Collected data
▼
//! Stop-the-world metrics and statistics.

use std::sync::atomic::{AtomicU64, AtomicUsize, Ordering};
use std::time::Duration;

use parking_lot::Mutex;

/// Statistics of one stop-the-world round.
#[derive(Debug, Clone, Copy, Default, PartialEq, Eq)]
pub struct StwMetrics {
    /// Sequence number of the round, starting at 1.
    pub round: u64,
    /// Time from the first suspend request to the last acknowledged restart.
    pub pause: Duration,
    /// Threads that captured their context and parked.
    pub threads_stopped: usize,
    /// Threads found in a blocking region.
    pub blocked: usize,
    /// Threads that were exiting or gone.
    pub compensated: usize,
    /// Restart/re-suspend passes for threads inside a critical region.
    pub critical_region_retries: usize,
    /// Markers that took part in marking, 0 if the round did not mark.
    pub markers: usize,
}

impl StwMetrics {
    /// Threads that contributed roots, the initiator excluded.
    #[must_use]
    pub const fn threads_with_roots(&self) -> usize {
        self.threads_stopped + self.blocked
    }
}

/// Ring buffer size for round history.
const HISTORY_SIZE: usize = 64;

/// Cumulative statistics of one collector.
///
/// Counters are relaxed: they are informational and written only by the
/// thread holding the allocation lock.
#[derive(Debug)]
pub struct RoundStats {
    rounds: AtomicU64,
    pause_ns: AtomicU64,
    critical_region_retries: AtomicUsize,
    history: Mutex<History>,
}

#[derive(Debug)]
struct History {
    buffer: [StwMetrics; HISTORY_SIZE],
    next: usize,
    recorded: u64,
}

impl RoundStats {
    /// Create empty statistics.
    #[must_use]
    pub const fn new() -> Self {
        Self {
            rounds: AtomicU64::new(0),
            pause_ns: AtomicU64::new(0),
            critical_region_retries: AtomicUsize::new(0),
            history: parking_lot::const_mutex(History {
                buffer: [StwMetrics {
                    round: 0,
                    pause: Duration::ZERO,
                    threads_stopped: 0,
                    blocked: 0,
                    compensated: 0,
                    critical_region_retries: 0,
                    markers: 0,
                }; HISTORY_SIZE],
                next: 0,
                recorded: 0,
            }),
        }
    }

    /// Record a finished round.
    #[allow(clippy::cast_possible_truncation)]
    pub fn record(&self, metrics: StwMetrics) {
        self.rounds.fetch_add(1, Ordering::Relaxed);
        self.pause_ns
            .fetch_add(metrics.pause.as_nanos() as u64, Ordering::Relaxed);
        self.critical_region_retries
            .fetch_add(metrics.critical_region_retries, Ordering::Relaxed);

        let mut history = self.history.lock();
        let slot = history.next;
        history.buffer[slot] = metrics;
        history.next = (slot + 1) % HISTORY_SIZE;
        history.recorded += 1;
    }

    /// Number of completed rounds.
    #[inline]
    #[must_use]
    pub fn rounds(&self) -> u64 {
        self.rounds.load(Ordering::Relaxed)
    }

    /// Sum of all pauses.
    #[inline]
    #[must_use]
    pub fn total_pause(&self) -> Duration {
        Duration::from_nanos(self.pause_ns.load(Ordering::Relaxed))
    }

    /// Sum of critical-region retry passes over all rounds.
    #[inline]
    #[must_use]
    pub fn total_critical_region_retries(&self) -> usize {
        self.critical_region_retries.load(Ordering::Relaxed)
    }

    /// The most recent round, if any.
    #[must_use]
    pub fn last(&self) -> Option<StwMetrics> {
        let history = self.history.lock();
        (history.recorded > 0)
            .then(|| history.buffer[(history.next + HISTORY_SIZE - 1) % HISTORY_SIZE])
    }

    /// Up to `HISTORY_SIZE` recent rounds, oldest first.
    #[must_use]
    pub fn recent(&self) -> Vec<StwMetrics> {
        let history = self.history.lock();
        let kept = usize::try_from(history.recorded)
            .unwrap_or(HISTORY_SIZE)
            .min(HISTORY_SIZE);
        (0..kept)
            .map(|age| history.buffer[(history.next + HISTORY_SIZE - kept + age) % HISTORY_SIZE])
            .collect()
    }

    /// Longest pause among the recent rounds.
    #[must_use]
    pub fn max_recent_pause(&self) -> Duration {
        self.recent()
            .iter()
            .map(|metrics| metrics.pause)
            .max()
            .unwrap_or(Duration::ZERO)
    }
}

impl Default for RoundStats {
    fn default() -> Self {
        Self::new()
    }
}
▲
The range runs from the line with "pub fn max_recent_pause(&self)" to the last line of the entries above, both included. Restate it word for word.

    pub fn max_recent_pause(&self) -> Duration {
        self.recent()
            .iter()
            .map(|metrics| metrics.pause)
            .max()
            .unwrap_or(Duration::ZERO)
    }
}

impl Default for RoundStats {
    fn default() -> Self {
        Self::new()
    }
}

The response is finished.